***** INFORMATION PROVIDED

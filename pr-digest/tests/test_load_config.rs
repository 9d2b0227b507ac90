use pr_digest::load_config::{load_rule_config, read_rule_config, resolve_config_path};
use pr_digest_core::config::RuleConfig;
use std::fs::write;
use std::path::{Path, PathBuf};
use tempfile::NamedTempFile;

/// A JSON rule file, the format most repositories ship.
#[test]
fn test_read_rule_config_json() {
    let config_json = r#"{
        "excludePaths": ["**/dist/**", "**/*.snap"],
        "maxPatchLines": 250,
        "maxPatchChars": 8000,
        "domainMap": [
            { "name": "checkout", "patterns": ["src/checkout/**"] },
            { "name": "auth", "patterns": ["src/auth/**", "**/login*"] }
        ],
        "signalKeywords": [{ "name": "pricing", "keywords": ["price", "discount"] }],
        "topPrCount": 5
    }"#;
    let config_file = NamedTempFile::new().expect("temp file");
    write(config_file.path(), config_json).unwrap();

    let config = read_rule_config(config_file.path()).expect("Config should load");

    assert_eq!(config.exclude_paths, vec!["**/dist/**", "**/*.snap"]);
    assert_eq!(config.max_patch_lines, Some(250));
    assert_eq!(config.max_patch_chars, Some(8000));
    assert_eq!(config.domain_map.len(), 2);
    assert_eq!(config.domain_map[1].patterns, vec!["src/auth/**", "**/login*"]);
    assert_eq!(config.signal_keywords[0].keywords, vec!["price", "discount"]);
    assert_eq!(config.top_pr_count(), 5);
}

/// YAML rule files are accepted with the same keys.
#[test]
fn test_read_rule_config_yaml() {
    let config_yaml = r#"
excludePaths:
  - "**/generated/**"
domainMap:
  - name: notification
    patterns:
      - "src/notify/**"
signalKeywords: []
"#;
    let config_file = NamedTempFile::new().expect("temp file");
    write(config_file.path(), config_yaml).unwrap();

    let config = read_rule_config(config_file.path()).expect("YAML config should load");

    assert_eq!(config.exclude_paths, vec!["**/generated/**"]);
    assert_eq!(config.domain_map[0].name, "notification");
    assert!(config.signal_keywords.is_empty());
    assert_eq!(config.max_patch_lines, None);
}

#[test]
fn test_read_rule_config_missing_file_is_an_error() {
    let err = read_rule_config("definitely/not/here.json").unwrap_err();
    assert!(
        err.to_string().contains("Failed to read config file"),
        "unexpected error: {err}"
    );
}

#[test]
fn test_read_rule_config_wrong_shape_is_an_error() {
    let config_file = NamedTempFile::new().expect("temp file");
    write(config_file.path(), r#"{ "excludePaths": "not-a-list" }"#).unwrap();

    let err = read_rule_config(config_file.path()).unwrap_err();
    assert!(err.to_string().contains("Failed to parse config file"));
}

#[test]
fn test_load_rule_config_falls_back_to_builtin_rules() {
    let config_file = NamedTempFile::new().expect("temp file");
    write(config_file.path(), "{ this is not valid").unwrap();

    assert_eq!(load_rule_config(Some(config_file.path())), RuleConfig::default());
    assert_eq!(
        load_rule_config(Some(Path::new("missing/rules.json"))),
        RuleConfig::default()
    );
    assert_eq!(load_rule_config(None), RuleConfig::default());
}

#[test]
fn test_load_rule_config_uses_file_when_valid() {
    let config_file = NamedTempFile::new().expect("temp file");
    write(config_file.path(), r#"{ "excludePaths": ["docs/**"] }"#).unwrap();

    let config = load_rule_config(Some(config_file.path()));
    assert_eq!(config.exclude_paths, vec!["docs/**"]);
    assert!(config.domain_map.is_empty());
}

#[test]
fn test_resolve_config_path() {
    let workspace = Path::new("/work/repo");

    assert_eq!(
        resolve_config_path("scripts/rules.json", workspace),
        Some(PathBuf::from("/work/repo/scripts/rules.json"))
    );
    assert_eq!(
        resolve_config_path("/etc/rules.json", workspace),
        Some(PathBuf::from("/etc/rules.json"))
    );
    assert_eq!(resolve_config_path("", workspace), None);
}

**********

WORK INSTRUCTION: Output the listing above exactly as it appears.

RESPONSE AREA:
filename pr-digest/tests/test_load_config.rs
repository 9d2b0227b507ac90
use pr_digest::load_config::{load_rule_config, read_rule_config, resolve_config_path};
use pr_digest_core::config::RuleConfig;
use std::fs::write;
use std::path::{Path, PathBuf};
use tempfile::NamedTempFile;

/// A JSON rule file, the format most repositories ship.
#[test]
fn test_read_rule_config_json() {
    let config_json = r#"{
        "excludePaths": ["**/dist/**", "**/*.snap"],
        "maxPatchLines": 250,
        "maxPatchChars": 8000,
        "domainMap": [
            { "name": "checkout", "patterns": ["src/checkout/**"] },
            { "name": "auth", "patterns": ["src/auth/**", "**/login*"] }
        ],
        "signalKeywords": [{ "name": "pricing", "keywords": ["price", "discount"] }],
        "topPrCount": 5
    }"#;
    let config_file = NamedTempFile::new().expect("temp file");
    write(config_file.path(), config_json).unwrap();

    let config = read_rule_config(config_file.path()).expect("Config should load");

    assert_eq!(config.exclude_paths, vec!["**/dist/**", "**/*.snap"]);
    assert_eq!(config.max_patch_lines, Some(250));
    assert_eq!(config.max_patch_chars, Some(8000));
    assert_eq!(config.domain_map.len(), 2);
    assert_eq!(config.domain_map[1].patterns, vec!["src/auth/**", "**/login*"]);
    assert_eq!(config.signal_keywords[0].keywords, vec!["price", "discount"]);
    assert_eq!(config.top_pr_count(), 5);
}

/// YAML rule files are accepted with the same keys.
#[test]
fn test_read_rule_config_yaml() {
    let config_yaml = r#"
excludePaths:
  - "**/generated/**"
domainMap:
  - name: notification
    patterns:
      - "src/notify/**"
signalKeywords: []
"#;
    let config_file = NamedTempFile::new().expect("temp file");
    write(config_file.path(), config_yaml).unwrap();

    let config = read_rule_config(config_file.path()).expect("YAML config should load");

    assert_eq!(config.exclude_paths, vec!["**/generated/**"]);
    assert_eq!(config.domain_map[0].name, "notification");
    assert!(config.signal_keywords.is_empty());
    assert_eq!(config.max_patch_lines, None);
}

#[test]
fn test_read_rule_config_missing_file_is_an_error() {
    let err = read_rule_config("definitely/not/here.json").unwrap_err();
    assert!(
        err.to_string().contains("Failed to read config file"),
        "unexpected error: {err}"
    );
}

#[test]
fn test_read_rule_config_wrong_shape_is_an_error() {
    let config_file = NamedTempFile::new().expect("temp file");
    write(config_file.path(), r#"{ "excludePaths": "not-a-list" }"#).unwrap();

    let err = read_rule_config(config_file.path()).unwrap_err();
    assert!(err.to_string().contains("Failed to parse config file"));
}

#[test]
fn test_load_rule_config_falls_back_to_builtin_rules() {
    let config_file = NamedTempFile::new().expect("temp file");
    write(config_file.path(), "{ this is not valid").unwrap();

    assert_eq!(load_rule_config(Some(config_file.path())), RuleConfig::default());
    assert_eq!(
        load_rule_config(Some(Path::new("missing/rules.json"))),
        RuleConfig::default()
    );
    assert_eq!(load_rule_config(None), RuleConfig::default());
}

#[test]
fn test_load_rule_config_uses_file_when_valid() {
    let config_file = NamedTempFile::new().expect("temp file");
    write(config_file.path(), r#"{ "excludePaths": ["docs/**"] }"#).unwrap();

    let config = load_rule_config(Some(config_file.path()));
    assert_eq!(config.exclude_paths, vec!["docs/**"]);
    assert!(config.domain_map.is_empty());
}

#[test]
fn test_resolve_config_path() {
    let workspace = Path::new("/work/repo");

    assert_eq!(
        resolve_config_path("scripts/rules.json", workspace),
        Some(PathBuf::from("/work/repo/scripts/rules.json"))
    );
    assert_eq!(
        resolve_config_path("/etc/rules.json", workspace),
        Some(PathBuf::from("/etc/rules.json"))
    );
    assert_eq!(resolve_config_path("", workspace), None);
}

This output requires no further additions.